Your instructions |
As the answer, set down the lines below from the one containing "tls_connector_with_roots(roots)" through the one containing "let mut buf = [0u8; 2];", exactly and inclusively, and no others.

Given information |

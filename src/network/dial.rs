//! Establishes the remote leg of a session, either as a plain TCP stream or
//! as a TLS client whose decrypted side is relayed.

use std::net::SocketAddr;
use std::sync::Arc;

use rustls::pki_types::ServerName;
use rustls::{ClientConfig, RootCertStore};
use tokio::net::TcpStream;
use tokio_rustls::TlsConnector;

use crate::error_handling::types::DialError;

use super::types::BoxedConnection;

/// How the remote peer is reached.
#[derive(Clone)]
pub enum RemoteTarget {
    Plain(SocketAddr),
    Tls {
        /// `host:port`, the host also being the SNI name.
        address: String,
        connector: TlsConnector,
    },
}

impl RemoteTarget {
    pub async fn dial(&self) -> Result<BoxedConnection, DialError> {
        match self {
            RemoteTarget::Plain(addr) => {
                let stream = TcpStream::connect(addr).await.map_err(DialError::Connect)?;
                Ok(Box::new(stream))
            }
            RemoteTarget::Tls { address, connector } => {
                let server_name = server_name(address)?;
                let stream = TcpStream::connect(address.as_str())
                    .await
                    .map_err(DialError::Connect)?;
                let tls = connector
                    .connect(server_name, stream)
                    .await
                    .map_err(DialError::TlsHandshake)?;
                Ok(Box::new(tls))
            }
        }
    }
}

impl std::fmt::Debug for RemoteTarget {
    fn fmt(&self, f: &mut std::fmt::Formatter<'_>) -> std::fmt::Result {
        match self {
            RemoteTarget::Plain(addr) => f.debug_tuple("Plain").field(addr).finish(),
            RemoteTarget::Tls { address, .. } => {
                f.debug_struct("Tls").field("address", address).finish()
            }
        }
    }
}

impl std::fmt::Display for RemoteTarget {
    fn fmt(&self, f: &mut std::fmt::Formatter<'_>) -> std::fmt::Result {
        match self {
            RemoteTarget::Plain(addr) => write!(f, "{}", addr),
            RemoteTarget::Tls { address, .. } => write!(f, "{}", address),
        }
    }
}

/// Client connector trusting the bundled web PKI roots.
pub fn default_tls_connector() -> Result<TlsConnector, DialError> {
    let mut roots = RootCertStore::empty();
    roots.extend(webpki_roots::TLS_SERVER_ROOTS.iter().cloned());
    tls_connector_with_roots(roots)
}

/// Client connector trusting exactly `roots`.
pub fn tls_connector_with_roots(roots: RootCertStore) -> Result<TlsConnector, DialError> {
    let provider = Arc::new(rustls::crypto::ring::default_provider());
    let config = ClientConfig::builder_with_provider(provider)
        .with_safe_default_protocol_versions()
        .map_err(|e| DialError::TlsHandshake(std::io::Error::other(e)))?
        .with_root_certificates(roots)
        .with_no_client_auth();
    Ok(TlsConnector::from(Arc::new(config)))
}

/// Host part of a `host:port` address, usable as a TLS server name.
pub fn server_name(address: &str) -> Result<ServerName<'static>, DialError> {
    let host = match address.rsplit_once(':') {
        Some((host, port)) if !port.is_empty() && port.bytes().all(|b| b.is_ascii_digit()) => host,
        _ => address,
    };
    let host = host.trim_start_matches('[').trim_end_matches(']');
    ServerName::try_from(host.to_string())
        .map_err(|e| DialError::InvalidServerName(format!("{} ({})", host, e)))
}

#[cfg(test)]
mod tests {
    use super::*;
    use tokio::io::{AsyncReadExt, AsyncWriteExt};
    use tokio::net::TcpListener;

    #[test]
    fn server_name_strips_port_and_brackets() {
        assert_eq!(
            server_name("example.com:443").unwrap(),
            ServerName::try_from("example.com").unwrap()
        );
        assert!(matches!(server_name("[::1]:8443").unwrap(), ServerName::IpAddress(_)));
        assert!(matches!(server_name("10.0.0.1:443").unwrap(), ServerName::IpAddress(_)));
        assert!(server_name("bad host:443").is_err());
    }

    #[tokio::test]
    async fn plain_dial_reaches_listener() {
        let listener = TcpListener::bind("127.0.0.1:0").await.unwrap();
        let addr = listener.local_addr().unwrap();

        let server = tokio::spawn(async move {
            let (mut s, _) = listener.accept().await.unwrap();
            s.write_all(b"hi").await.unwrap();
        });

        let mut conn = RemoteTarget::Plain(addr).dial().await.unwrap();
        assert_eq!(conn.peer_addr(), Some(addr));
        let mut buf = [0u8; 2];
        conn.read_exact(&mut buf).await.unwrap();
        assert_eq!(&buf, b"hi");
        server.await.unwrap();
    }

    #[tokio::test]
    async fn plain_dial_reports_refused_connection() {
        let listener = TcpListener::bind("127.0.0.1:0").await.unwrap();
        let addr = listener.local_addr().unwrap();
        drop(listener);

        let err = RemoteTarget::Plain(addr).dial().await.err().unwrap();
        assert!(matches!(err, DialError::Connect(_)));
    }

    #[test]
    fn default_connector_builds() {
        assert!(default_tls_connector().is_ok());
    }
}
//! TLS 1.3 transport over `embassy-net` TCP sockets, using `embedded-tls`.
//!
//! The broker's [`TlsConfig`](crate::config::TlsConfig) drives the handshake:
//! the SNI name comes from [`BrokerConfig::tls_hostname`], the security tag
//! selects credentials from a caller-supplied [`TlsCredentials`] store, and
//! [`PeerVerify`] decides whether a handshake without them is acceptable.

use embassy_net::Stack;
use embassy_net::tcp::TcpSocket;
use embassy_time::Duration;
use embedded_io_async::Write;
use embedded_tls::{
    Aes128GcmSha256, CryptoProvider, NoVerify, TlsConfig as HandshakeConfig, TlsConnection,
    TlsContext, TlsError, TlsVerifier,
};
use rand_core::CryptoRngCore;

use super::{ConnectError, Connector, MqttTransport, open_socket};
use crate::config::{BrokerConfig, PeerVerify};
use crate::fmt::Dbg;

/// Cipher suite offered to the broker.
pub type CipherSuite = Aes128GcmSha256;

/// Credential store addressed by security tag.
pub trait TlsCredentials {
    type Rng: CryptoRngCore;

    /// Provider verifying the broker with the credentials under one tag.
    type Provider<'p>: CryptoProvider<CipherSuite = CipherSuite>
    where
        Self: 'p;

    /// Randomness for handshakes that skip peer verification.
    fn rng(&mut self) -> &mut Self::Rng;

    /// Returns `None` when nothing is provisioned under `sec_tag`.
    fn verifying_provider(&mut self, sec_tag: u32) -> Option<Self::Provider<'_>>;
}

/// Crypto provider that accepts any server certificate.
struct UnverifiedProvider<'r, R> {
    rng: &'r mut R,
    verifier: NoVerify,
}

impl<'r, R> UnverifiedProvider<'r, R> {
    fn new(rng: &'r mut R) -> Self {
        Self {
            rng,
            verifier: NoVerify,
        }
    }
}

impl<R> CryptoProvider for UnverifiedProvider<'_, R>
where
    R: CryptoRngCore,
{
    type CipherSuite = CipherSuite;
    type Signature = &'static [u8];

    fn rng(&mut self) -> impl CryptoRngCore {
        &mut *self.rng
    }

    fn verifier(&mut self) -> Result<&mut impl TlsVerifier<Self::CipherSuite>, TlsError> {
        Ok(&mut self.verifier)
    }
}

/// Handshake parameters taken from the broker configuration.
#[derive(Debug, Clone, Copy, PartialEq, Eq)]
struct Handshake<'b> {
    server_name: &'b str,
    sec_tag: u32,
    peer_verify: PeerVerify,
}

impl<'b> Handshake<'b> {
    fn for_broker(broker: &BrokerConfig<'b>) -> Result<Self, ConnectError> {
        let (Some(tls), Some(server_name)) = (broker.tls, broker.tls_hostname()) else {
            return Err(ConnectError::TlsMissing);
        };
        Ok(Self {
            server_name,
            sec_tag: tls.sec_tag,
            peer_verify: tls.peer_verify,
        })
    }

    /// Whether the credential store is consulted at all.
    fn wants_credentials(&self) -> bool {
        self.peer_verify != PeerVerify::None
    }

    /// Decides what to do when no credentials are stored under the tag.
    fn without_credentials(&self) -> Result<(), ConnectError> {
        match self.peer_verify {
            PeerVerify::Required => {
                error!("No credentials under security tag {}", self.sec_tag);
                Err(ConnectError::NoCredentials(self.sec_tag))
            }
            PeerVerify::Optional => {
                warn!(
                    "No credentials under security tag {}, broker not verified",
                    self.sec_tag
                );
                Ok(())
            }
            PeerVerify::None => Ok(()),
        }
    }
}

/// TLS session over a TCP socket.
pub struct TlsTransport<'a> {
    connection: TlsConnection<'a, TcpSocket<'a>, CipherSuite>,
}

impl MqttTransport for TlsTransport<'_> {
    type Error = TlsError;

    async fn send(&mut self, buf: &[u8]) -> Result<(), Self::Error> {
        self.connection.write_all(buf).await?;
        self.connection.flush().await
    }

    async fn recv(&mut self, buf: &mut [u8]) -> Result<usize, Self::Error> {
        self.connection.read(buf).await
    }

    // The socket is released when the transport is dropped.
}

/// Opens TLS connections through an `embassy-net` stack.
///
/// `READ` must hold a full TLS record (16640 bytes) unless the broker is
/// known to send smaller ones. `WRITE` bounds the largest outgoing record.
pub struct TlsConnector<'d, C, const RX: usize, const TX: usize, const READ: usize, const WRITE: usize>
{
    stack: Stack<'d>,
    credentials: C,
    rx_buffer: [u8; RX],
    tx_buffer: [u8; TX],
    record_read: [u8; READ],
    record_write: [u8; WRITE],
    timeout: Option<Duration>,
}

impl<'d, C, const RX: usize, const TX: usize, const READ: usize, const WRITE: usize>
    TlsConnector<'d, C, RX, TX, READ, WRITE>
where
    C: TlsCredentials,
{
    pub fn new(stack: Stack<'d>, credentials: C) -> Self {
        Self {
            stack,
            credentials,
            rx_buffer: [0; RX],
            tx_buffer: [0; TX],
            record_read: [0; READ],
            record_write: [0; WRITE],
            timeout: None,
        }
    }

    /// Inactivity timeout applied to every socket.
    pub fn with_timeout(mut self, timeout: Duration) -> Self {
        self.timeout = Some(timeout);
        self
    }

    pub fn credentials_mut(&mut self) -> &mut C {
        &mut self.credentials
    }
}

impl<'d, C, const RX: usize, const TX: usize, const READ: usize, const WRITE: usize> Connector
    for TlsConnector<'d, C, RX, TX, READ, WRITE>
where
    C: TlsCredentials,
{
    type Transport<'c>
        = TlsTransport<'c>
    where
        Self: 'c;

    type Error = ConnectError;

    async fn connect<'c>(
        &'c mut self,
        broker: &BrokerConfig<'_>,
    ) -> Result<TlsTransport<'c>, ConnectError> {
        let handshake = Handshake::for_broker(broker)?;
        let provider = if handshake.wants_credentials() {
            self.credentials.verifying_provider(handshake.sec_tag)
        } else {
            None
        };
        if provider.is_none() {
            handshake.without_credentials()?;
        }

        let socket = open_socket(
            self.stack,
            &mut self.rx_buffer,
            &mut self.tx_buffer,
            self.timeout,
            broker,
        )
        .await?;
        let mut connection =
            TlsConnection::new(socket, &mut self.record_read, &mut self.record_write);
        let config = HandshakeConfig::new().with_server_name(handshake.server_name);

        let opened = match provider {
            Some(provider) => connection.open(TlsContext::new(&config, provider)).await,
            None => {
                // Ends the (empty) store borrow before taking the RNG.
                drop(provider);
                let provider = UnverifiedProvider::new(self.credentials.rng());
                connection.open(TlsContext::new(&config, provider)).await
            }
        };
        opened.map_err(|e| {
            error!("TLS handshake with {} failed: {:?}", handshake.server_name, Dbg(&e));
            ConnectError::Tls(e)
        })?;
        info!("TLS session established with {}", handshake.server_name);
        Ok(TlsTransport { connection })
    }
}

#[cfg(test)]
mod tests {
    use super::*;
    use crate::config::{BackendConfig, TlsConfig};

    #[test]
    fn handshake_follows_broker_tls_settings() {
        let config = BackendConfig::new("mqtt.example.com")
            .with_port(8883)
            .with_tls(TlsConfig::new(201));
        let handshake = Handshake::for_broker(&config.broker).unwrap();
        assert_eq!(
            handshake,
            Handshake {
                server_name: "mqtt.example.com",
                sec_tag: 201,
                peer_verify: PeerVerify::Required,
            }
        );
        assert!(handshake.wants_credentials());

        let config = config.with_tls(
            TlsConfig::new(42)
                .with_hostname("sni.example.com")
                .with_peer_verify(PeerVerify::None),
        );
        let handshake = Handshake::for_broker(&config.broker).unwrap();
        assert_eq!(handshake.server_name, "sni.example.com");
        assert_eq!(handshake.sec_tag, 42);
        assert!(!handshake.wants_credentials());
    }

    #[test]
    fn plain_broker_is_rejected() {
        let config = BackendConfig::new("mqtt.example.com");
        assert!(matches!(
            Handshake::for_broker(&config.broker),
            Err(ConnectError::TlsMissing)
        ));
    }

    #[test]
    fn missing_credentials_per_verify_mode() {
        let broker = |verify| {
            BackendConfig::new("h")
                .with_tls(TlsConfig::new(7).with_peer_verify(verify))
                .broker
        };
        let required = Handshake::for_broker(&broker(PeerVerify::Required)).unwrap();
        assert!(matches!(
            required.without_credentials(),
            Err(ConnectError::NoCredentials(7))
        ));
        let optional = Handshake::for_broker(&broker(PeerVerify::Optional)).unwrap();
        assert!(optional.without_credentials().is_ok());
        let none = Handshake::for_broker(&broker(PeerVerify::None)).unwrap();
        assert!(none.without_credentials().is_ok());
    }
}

Result of this task |
    tls_connector_with_roots(roots)
}

/// Client connector trusting exactly `roots`.
pub fn tls_connector_with_roots(roots: RootCertStore) -> Result<TlsConnector, DialError> {
    let provider = Arc::new(rustls::crypto::ring::default_provider());
    let config = ClientConfig::builder_with_provider(provider)
        .with_safe_default_protocol_versions()
        .map_err(|e| DialError::TlsHandshake(std::io::Error::other(e)))?
        .with_root_certificates(roots)
        .with_no_client_auth();
    Ok(TlsConnector::from(Arc::new(config)))
}

/// Host part of a `host:port` address, usable as a TLS server name.
pub fn server_name(address: &str) -> Result<ServerName<'static>, DialError> {
    let host = match address.rsplit_once(':') {
        Some((host, port)) if !port.is_empty() && port.bytes().all(|b| b.is_ascii_digit()) => host,
        _ => address,
    };
    let host = host.trim_start_matches('[').trim_end_matches(']');
    ServerName::try_from(host.to_string())
        .map_err(|e| DialError::InvalidServerName(format!("{} ({})", host, e)))
}

#[cfg(test)]
mod tests {
    use super::*;
    use tokio::io::{AsyncReadExt, AsyncWriteExt};
    use tokio::net::TcpListener;

    #[test]
    fn server_name_strips_port_and_brackets() {
        assert_eq!(
            server_name("example.com:443").unwrap(),
            ServerName::try_from("example.com").unwrap()
        );
        assert!(matches!(server_name("[::1]:8443").unwrap(), ServerName::IpAddress(_)));
        assert!(matches!(server_name("10.0.0.1:443").unwrap(), ServerName::IpAddress(_)));
        assert!(server_name("bad host:443").is_err());
    }

    #[tokio::test]
    async fn plain_dial_reaches_listener() {
        let listener = TcpListener::bind("127.0.0.1:0").await.unwrap();
        let addr = listener.local_addr().unwrap();

        let server = tokio::spawn(async move {
            let (mut s, _) = listener.accept().await.unwrap();
            s.write_all(b"hi").await.unwrap();
        });

        let mut conn = RemoteTarget::Plain(addr).dial().await.unwrap();
        assert_eq!(conn.peer_addr(), Some(addr));
        let mut buf = [0u8; 2];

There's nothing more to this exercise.